## TASK TO COMPLETE
Give the number of lines below that hold "vacant", and only that.

(TASK MATERIAL)

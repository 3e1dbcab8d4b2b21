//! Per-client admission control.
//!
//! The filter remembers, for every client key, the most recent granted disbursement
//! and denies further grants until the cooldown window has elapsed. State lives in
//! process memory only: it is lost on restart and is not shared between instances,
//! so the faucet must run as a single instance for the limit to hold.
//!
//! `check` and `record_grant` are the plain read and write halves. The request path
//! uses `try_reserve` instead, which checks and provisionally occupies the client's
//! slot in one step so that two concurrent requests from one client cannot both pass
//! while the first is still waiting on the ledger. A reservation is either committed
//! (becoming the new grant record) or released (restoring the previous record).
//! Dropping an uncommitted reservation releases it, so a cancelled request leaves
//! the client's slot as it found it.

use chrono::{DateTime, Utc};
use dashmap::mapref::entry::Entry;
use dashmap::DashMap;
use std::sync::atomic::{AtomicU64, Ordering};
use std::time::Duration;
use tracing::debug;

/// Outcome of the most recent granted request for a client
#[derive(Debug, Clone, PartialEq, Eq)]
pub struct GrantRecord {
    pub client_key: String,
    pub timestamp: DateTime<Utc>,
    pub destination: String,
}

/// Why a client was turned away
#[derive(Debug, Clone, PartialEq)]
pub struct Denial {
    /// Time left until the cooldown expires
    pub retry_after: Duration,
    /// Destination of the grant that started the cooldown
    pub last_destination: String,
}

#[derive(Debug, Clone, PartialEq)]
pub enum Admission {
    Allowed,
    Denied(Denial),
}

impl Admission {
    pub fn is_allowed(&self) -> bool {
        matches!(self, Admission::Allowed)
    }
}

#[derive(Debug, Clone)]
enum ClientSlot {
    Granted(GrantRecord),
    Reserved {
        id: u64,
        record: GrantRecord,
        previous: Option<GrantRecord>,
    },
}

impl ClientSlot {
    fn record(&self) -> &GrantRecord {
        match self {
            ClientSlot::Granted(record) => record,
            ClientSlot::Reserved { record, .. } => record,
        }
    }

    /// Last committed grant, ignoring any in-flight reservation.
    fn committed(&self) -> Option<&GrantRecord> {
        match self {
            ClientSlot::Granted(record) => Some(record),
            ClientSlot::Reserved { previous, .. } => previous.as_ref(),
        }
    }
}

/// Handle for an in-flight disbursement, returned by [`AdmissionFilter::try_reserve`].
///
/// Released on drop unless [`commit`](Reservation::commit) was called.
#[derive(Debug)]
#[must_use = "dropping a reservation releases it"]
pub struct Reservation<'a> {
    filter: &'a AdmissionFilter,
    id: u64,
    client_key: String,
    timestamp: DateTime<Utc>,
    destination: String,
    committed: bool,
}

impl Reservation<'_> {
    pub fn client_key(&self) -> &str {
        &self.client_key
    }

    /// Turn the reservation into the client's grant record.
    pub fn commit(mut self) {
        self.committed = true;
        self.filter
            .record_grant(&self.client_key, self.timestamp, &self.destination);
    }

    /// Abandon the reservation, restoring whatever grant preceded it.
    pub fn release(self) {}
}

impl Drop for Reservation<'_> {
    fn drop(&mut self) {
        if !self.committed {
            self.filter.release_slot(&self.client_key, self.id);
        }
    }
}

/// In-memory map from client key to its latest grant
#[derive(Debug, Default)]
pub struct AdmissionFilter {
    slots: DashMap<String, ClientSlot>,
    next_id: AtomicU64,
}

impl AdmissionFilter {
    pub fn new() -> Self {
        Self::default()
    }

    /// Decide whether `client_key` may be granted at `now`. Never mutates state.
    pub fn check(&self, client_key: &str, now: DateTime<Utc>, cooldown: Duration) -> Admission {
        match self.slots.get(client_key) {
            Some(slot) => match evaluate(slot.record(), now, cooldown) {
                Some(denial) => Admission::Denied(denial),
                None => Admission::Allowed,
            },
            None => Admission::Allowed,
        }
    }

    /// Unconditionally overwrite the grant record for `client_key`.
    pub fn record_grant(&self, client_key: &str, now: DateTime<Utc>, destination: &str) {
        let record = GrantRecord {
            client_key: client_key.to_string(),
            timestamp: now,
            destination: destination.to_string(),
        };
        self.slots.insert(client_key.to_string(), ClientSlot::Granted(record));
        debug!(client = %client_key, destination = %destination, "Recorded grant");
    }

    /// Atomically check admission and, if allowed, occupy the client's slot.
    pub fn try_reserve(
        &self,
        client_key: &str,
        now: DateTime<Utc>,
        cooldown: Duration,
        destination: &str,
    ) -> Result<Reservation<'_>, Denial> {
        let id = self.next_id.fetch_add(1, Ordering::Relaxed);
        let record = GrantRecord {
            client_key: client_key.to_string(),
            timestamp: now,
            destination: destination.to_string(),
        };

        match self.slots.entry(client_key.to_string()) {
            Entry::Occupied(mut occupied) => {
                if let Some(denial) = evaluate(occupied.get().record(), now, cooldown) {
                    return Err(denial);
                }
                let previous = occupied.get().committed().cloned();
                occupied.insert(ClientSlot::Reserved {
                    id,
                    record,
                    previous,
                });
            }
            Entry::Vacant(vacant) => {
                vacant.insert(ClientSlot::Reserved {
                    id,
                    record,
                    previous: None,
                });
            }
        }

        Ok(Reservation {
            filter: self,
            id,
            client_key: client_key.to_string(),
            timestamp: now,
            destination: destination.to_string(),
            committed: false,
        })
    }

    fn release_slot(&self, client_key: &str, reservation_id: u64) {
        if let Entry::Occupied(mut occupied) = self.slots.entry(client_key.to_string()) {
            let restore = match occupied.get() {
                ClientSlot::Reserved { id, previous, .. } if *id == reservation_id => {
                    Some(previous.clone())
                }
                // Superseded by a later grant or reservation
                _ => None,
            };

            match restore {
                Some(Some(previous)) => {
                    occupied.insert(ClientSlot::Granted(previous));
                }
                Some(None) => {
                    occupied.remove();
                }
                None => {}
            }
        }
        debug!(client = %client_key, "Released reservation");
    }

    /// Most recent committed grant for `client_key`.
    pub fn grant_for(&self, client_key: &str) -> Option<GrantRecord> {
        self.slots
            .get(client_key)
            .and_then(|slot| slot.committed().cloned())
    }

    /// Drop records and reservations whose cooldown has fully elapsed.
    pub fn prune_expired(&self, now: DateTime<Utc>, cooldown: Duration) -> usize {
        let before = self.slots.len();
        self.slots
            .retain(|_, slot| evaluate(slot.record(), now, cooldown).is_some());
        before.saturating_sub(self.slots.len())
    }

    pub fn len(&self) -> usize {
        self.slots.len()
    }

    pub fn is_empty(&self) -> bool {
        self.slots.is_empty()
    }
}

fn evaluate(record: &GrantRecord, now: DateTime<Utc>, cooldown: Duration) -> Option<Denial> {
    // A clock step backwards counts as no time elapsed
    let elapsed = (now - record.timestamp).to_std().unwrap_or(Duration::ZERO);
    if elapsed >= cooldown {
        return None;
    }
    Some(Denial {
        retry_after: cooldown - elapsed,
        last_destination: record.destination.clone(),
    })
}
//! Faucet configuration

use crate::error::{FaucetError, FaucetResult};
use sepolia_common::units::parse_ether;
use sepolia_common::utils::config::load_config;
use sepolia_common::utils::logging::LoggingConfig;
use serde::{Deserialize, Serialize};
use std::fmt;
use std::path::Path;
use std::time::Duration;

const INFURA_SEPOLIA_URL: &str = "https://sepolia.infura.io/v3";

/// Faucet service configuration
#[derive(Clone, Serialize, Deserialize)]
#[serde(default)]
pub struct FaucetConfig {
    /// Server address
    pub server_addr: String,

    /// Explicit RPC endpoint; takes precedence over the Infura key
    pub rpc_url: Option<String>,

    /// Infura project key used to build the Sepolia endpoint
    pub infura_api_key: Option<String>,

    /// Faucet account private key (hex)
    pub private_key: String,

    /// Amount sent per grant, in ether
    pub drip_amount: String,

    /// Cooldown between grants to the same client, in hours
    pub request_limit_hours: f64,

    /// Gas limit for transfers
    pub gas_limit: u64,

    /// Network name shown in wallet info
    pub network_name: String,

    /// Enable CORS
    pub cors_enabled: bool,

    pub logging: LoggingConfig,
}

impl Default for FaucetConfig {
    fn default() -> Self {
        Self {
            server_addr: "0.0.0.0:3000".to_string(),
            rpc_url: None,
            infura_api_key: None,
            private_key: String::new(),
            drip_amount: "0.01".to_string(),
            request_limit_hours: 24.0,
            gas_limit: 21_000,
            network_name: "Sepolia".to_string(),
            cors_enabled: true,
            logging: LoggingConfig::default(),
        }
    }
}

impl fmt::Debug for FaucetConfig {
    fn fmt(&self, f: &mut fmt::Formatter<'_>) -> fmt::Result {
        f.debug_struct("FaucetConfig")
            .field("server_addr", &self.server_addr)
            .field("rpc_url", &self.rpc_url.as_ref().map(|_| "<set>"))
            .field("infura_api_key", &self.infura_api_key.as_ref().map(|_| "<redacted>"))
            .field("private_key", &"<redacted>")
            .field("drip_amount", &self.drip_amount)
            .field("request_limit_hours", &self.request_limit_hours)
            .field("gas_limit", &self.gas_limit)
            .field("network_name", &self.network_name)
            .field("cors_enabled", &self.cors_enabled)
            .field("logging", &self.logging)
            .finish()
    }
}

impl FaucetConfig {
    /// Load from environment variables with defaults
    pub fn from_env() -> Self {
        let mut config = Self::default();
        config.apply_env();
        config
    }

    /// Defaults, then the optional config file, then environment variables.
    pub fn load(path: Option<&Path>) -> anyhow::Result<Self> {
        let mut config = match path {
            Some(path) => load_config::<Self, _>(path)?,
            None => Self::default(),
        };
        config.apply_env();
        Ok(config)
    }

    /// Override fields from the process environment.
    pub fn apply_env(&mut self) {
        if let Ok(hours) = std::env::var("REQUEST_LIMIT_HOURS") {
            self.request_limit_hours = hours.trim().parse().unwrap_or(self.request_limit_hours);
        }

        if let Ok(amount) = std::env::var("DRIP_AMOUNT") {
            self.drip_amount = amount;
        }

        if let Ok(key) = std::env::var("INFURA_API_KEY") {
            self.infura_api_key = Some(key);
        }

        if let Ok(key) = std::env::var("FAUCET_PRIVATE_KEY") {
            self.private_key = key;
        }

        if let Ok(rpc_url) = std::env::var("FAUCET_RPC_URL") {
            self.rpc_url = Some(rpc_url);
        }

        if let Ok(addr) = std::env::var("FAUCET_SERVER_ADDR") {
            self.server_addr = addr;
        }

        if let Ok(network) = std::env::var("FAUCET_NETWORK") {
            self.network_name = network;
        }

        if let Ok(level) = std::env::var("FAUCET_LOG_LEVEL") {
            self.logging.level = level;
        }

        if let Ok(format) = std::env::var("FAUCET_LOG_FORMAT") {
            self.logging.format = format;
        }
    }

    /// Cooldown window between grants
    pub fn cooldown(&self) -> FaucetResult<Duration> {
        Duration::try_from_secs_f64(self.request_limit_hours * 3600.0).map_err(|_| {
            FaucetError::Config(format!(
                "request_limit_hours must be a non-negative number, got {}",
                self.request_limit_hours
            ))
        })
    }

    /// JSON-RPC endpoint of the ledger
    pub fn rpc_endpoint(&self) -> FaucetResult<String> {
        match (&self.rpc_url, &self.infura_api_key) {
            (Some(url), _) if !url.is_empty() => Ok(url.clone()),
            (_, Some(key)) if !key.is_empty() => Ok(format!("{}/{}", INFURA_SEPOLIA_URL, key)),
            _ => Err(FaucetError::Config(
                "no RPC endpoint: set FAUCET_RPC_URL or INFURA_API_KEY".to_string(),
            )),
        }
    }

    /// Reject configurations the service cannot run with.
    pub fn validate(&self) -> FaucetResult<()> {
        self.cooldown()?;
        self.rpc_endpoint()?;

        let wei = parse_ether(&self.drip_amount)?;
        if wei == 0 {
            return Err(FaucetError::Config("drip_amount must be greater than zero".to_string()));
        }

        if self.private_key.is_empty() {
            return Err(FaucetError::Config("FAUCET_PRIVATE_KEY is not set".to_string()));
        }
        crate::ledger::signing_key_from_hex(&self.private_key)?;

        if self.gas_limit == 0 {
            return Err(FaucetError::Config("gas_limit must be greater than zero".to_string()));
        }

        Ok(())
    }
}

(End TASK MATERIAL)

## SOLVED EXERCISE
2